BROOKE GLADSTONE: And I'm Brooke Gladstone. After President Bush unveiled his proposed national budget last Monday, the online community went into overdrive, offering instant analysis of not just the budget but the coverage of the budget. Bloggers complained that though the numbers didn't add up, first rate analysis was noticeably absent from the front pages of many newspapers. They were not alone. New York Times op-ed columnist Paul Krugman is known to take swipes at the Bush administration, but he's also been pretty critical of the press, and he says the coverage of the budget left many readers in the dark.
PAUL KRUGMAN: It's been pretty disappointing. The stuff that everyone who's following this knows, stuff that's not difficult, the effects of making the tax cuts permanent on the long-term deficit; the effect of alternative minimum tax reform which everybody has known was an urgent issue for years now. All of those things I think are invisible to someone who isn't working at it professionally.
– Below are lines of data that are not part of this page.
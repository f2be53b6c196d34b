//! Keeps the latest rendered state for the operator API.

use async_trait::async_trait;
use tokio::sync::watch;

use crate::domain::dashboard::DashboardState;
use crate::ports::{DashboardRenderer, RenderError};

/// Latest-value holder; readers never block the refresh loop.
#[derive(Debug)]
pub struct SnapshotRenderer {
    latest: watch::Sender<Option<DashboardState>>,
}

impl SnapshotRenderer {
    pub fn new() -> Self {
        let (latest, _) = watch::channel(None);
        Self { latest }
    }

    /// The most recent state, or `None` before the first cycle.
    pub fn latest(&self) -> Option<DashboardState> {
        self.latest.borrow().clone()
    }

    /// Receiver that is notified after every cycle.
    pub fn subscribe(&self) -> watch::Receiver<Option<DashboardState>> {
        self.latest.subscribe()
    }
}

impl Default for SnapshotRenderer {
    fn default() -> Self {
        Self::new()
    }
}

#[async_trait]
impl DashboardRenderer for SnapshotRenderer {
    fn name(&self) -> &'static str {
        "snapshot"
    }

    async fn render(&self, state: &DashboardState) -> Result<(), RenderError> {
        self.latest.send_replace(Some(state.clone()));
        Ok(())
    }
}

#[cfg(test)]
mod tests {
    use super::*;
    use crate::domain::dashboard::{DashboardControls, Dataset};
    use chrono::Utc;

    #[tokio::test]
    async fn keeps_only_the_latest_state() {
        let renderer = SnapshotRenderer::new();
        assert!(renderer.latest().is_none());

        let first = DashboardState::from_dataset(
            &DashboardControls::default(),
            &Dataset::empty(),
            None,
            10,
            Utc::now(),
        );
        let second = DashboardState::from_dataset(
            &DashboardControls::default(),
            &Dataset::empty(),
            Some("timeout".to_string()),
            10,
            Utc::now(),
        );

        renderer.render(&first).await.unwrap();
        renderer.render(&second).await.unwrap();

        assert_eq!(renderer.latest(), Some(second));
    }

    #[tokio::test]
    async fn subscribers_see_updates() {
        let renderer = SnapshotRenderer::new();
        let mut updates = renderer.subscribe();

        let state = DashboardState::from_dataset(
            &DashboardControls::default(),
            &Dataset::empty(),
            None,
            10,
            Utc::now(),
        );
        renderer.render(&state).await.unwrap();

        updates.changed().await.unwrap();
        assert!(updates.borrow().is_some());
    }
}
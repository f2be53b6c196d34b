//! RefreshLoop - fetch, aggregate, render, sleep.
//!
//! Each cycle reads the controls once, so a change made mid-cycle applies to
//! the next one. The sleep between cycles ends early on a controls change, a
//! manual refresh request, or shutdown.

use std::sync::Arc;

use tokio::sync::watch;
use tokio::time;

use super::controls_handle::DashboardControlsHandle;
use super::fetch_dataset::{FetchDatasetHandler, FetchDatasetQuery};
use crate::domain::dashboard::{DashboardControls, DashboardState};
use crate::domain::foundation::{Clock, SystemClock};
use crate::ports::{AppointmentReader, DashboardRenderer};

/// Preview rows shown when not configured otherwise.
pub const DEFAULT_PREVIEW_ROWS: usize = 10;

/// Foreground dashboard loop.
pub struct RefreshLoop {
    fetch: FetchDatasetHandler,
    renderer: Arc<dyn DashboardRenderer>,
    controls: DashboardControlsHandle,
    clock: Arc<dyn Clock>,
    preview_rows: usize,
}

impl RefreshLoop {
    pub fn new(
        reader: Arc<dyn AppointmentReader>,
        renderer: Arc<dyn DashboardRenderer>,
        controls: DashboardControlsHandle,
    ) -> Self {
        Self {
            fetch: FetchDatasetHandler::new(reader),
            renderer,
            controls,
            clock: Arc::new(SystemClock),
            preview_rows: DEFAULT_PREVIEW_ROWS,
        }
    }

    pub fn with_preview_rows(mut self, rows: usize) -> Self {
        self.preview_rows = rows;
        self
    }

    pub fn with_clock(mut self, clock: Arc<dyn Clock>) -> Self {
        self.clock = clock;
        self
    }

    /// Runs one cycle with the given controls and renders the result.
    ///
    /// Render failures are logged; the state is returned either way.
    pub async fn run_cycle(&self, controls: &DashboardControls) -> DashboardState {
        let fetched = self
            .fetch
            .handle(FetchDatasetQuery {
                status_filter: controls.status_filter,
                limit: controls.row_limit,
            })
            .await;

        let state = DashboardState::from_dataset(
            controls,
            &fetched.dataset,
            fetched.diagnostic,
            self.preview_rows,
            self.clock.now(),
        );

        if let Err(error) = self.renderer.render(&state).await {
            tracing::warn!(renderer = self.renderer.name(), error = %error, "Render failed");
        }

        state
    }

    /// Runs cycles until shutdown. Returns the number of completed cycles.
    ///
    /// # Arguments
    ///
    /// * `shutdown` - Watch channel that signals when to stop; a dropped
    ///   sender also stops the loop.
    pub async fn run(&self, mut shutdown: watch::Receiver<bool>) -> u64 {
        let mut controls_rx = self.controls.subscribe();
        let trigger = self.controls.refresh_trigger();
        let mut cycles = 0u64;

        loop {
            if *shutdown.borrow() {
                break;
            }

            let controls = *controls_rx.borrow_and_update();
            let state = self.run_cycle(&controls).await;
            cycles += 1;
            tracing::debug!(
                cycle = cycles,
                filter = %controls.status_filter,
                row_limit = controls.row_limit,
                waiting = state.is_waiting(),
                "Dashboard refreshed"
            );

            tokio::select! {
                _ = time::sleep(controls.refresh_interval()) => {}
                _ = trigger.notified() => {
                    tracing::debug!("Manual refresh requested");
                }
                // Never errors: self.controls owns the sender
                _ = controls_rx.changed() => {
                    tracing::debug!("Controls changed, refreshing");
                }
                changed = shutdown.changed() => {
                    if changed.is_err() || *shutdown.borrow() {
                        break;
                    }
                }
            }
        }

        tracing::info!(cycles, "Dashboard refresh loop stopped");
        cycles
    }
}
BROOKE GLADSTONE:Well, bloggers, most of whom are not professional economists, seem to have picked up on it right away. One blogger, Brad DeLong, broke down the Washington Post coverage of the budget, and he wrote that the first ten paragraphs were exactly as the White House media affairs would want them to be, and you didn't get substantive criticism until paragraph 26.
PAUL KRUGMAN: That's right. I mean that shouldn't be happening. I know -- yes, you don't want the news section to read like a partisan attack, but in the very first few paragraphs, you should say something like this is a, a budget that raised eyebrows around Washington, or something like that, because it's true. That's the real story -- not the boilerplate that came with the official presentation.
BROOKE GLADSTONE: But isn't part of this simply the fact that covering budgets is hard?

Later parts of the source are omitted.